#### [Problem to solve]
Lines below that hold the word "mapping" must be copied in full.

#### [Supplied records]
- Opening Delimiter -

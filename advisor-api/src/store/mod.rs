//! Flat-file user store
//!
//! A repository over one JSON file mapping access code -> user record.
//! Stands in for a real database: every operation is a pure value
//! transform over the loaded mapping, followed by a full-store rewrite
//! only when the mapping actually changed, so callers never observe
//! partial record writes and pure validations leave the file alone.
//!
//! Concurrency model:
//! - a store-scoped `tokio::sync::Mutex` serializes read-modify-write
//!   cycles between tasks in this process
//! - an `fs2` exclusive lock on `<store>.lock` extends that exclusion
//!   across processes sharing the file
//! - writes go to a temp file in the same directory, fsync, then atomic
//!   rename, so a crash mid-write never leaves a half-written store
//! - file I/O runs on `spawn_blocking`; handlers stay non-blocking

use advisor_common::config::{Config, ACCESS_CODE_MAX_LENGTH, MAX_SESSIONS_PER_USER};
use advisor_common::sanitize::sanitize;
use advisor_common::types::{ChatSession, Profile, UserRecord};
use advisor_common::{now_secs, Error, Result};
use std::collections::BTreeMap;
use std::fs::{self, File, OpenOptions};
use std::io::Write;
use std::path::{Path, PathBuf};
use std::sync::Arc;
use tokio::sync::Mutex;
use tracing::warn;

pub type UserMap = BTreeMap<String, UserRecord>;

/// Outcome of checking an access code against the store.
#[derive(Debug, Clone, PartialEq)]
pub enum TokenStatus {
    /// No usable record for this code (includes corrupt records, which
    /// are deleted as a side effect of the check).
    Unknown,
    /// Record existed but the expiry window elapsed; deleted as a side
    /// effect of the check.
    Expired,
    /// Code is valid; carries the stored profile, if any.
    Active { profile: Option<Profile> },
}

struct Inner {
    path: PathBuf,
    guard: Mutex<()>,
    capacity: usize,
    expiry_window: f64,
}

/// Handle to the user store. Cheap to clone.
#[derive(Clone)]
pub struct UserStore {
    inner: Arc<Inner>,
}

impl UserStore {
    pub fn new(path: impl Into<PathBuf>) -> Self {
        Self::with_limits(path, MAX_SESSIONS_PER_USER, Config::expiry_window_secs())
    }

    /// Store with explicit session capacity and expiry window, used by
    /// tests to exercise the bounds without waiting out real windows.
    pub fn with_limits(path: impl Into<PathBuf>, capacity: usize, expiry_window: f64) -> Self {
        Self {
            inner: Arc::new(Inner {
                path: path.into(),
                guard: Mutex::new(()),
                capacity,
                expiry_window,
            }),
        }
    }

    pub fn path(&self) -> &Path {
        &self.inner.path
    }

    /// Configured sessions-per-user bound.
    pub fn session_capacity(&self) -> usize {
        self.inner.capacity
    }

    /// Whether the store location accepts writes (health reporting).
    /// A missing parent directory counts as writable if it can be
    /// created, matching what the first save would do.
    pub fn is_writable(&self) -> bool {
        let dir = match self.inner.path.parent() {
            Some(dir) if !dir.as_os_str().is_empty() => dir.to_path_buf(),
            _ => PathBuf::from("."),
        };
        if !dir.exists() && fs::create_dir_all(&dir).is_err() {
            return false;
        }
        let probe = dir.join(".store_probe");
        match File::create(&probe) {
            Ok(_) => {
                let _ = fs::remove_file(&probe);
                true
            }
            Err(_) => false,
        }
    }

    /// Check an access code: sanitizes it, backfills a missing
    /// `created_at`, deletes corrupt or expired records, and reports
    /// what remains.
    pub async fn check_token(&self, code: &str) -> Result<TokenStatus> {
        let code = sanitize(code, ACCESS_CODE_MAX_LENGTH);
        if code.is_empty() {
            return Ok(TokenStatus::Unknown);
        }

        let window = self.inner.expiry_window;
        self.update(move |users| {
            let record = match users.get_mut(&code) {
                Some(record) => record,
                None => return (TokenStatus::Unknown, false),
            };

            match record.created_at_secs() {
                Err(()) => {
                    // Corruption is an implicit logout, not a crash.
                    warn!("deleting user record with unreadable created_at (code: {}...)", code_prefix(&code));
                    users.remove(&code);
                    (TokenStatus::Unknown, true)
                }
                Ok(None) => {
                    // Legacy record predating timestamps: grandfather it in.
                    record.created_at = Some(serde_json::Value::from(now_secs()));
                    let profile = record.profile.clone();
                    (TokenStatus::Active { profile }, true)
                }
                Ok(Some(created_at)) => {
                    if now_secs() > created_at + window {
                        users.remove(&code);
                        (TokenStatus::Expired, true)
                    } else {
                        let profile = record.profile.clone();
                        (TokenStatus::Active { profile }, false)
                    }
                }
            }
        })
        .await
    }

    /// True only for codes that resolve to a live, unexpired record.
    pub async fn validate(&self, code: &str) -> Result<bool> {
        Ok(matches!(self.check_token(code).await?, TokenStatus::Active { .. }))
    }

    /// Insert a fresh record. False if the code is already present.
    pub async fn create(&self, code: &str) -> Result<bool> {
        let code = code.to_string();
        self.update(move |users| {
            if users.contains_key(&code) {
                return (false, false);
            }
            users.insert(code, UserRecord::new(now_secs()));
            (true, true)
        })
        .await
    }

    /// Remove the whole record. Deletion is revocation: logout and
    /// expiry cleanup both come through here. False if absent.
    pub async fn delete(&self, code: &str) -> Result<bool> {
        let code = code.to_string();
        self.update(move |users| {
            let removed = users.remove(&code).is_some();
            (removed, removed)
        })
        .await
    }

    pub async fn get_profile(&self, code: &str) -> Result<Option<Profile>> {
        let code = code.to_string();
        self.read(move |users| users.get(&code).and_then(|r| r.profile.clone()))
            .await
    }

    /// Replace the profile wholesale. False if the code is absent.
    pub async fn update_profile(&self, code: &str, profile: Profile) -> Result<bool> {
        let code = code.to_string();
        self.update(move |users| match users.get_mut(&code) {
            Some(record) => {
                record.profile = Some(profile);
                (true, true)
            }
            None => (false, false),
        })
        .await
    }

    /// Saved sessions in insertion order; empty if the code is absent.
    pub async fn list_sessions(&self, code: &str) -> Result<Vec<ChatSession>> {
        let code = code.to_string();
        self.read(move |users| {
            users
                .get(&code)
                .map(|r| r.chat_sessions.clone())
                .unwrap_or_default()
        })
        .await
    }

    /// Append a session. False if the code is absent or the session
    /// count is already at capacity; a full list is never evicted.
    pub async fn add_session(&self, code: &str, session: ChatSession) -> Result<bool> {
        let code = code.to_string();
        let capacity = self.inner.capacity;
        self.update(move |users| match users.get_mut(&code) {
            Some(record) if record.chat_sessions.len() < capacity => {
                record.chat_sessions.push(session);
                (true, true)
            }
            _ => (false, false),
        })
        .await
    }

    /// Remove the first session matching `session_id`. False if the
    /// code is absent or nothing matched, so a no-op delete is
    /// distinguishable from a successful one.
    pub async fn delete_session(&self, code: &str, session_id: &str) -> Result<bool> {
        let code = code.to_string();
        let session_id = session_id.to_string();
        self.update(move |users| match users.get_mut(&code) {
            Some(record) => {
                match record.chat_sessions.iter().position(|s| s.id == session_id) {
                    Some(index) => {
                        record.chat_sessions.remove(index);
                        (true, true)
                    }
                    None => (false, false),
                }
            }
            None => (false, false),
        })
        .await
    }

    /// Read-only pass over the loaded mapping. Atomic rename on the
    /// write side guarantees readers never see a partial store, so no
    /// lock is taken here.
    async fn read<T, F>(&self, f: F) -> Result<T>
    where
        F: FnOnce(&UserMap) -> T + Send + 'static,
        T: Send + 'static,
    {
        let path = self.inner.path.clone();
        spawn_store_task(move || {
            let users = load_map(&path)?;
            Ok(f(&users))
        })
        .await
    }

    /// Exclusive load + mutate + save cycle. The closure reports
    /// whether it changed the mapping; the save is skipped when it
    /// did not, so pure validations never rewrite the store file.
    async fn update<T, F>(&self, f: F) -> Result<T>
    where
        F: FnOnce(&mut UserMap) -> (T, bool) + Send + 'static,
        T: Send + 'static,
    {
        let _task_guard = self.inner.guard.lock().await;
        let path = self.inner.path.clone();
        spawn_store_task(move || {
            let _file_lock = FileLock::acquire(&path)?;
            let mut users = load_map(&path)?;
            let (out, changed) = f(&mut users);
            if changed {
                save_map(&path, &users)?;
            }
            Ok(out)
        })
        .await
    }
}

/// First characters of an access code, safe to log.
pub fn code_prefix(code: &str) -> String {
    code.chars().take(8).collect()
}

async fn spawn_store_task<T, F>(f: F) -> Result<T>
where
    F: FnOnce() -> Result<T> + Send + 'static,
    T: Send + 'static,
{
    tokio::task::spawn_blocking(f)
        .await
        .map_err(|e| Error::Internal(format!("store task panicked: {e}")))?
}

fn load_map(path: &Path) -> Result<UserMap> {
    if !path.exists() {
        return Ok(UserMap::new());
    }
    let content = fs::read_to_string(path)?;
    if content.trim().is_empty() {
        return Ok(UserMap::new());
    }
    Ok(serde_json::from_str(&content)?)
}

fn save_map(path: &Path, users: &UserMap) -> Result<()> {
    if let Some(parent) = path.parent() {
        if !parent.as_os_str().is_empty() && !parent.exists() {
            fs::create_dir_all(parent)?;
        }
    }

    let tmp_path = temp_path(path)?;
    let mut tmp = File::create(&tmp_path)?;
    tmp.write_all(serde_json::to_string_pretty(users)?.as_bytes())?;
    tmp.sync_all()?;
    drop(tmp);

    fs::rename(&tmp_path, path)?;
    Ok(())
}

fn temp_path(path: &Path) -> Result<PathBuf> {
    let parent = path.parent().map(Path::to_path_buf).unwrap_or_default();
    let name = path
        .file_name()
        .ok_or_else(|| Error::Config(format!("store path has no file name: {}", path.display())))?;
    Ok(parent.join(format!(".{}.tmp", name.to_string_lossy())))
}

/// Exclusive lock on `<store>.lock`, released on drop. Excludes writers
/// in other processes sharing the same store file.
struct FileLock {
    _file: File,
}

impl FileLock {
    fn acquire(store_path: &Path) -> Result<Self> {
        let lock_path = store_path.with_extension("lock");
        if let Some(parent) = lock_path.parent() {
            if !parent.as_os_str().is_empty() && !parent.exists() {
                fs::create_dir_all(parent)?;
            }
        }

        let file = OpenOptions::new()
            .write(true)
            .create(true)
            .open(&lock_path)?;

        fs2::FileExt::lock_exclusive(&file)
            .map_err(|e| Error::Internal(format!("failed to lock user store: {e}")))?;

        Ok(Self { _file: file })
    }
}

- Closing Delimiter -

#### [Exercise response]
//! A repository over one JSON file mapping access code -> user record.
//! transform over the loaded mapping, followed by a full-store rewrite
//! only when the mapping actually changed, so callers never observe
    /// Read-only pass over the loaded mapping. Atomic rename on the
    /// whether it changed the mapping; the save is skipped when it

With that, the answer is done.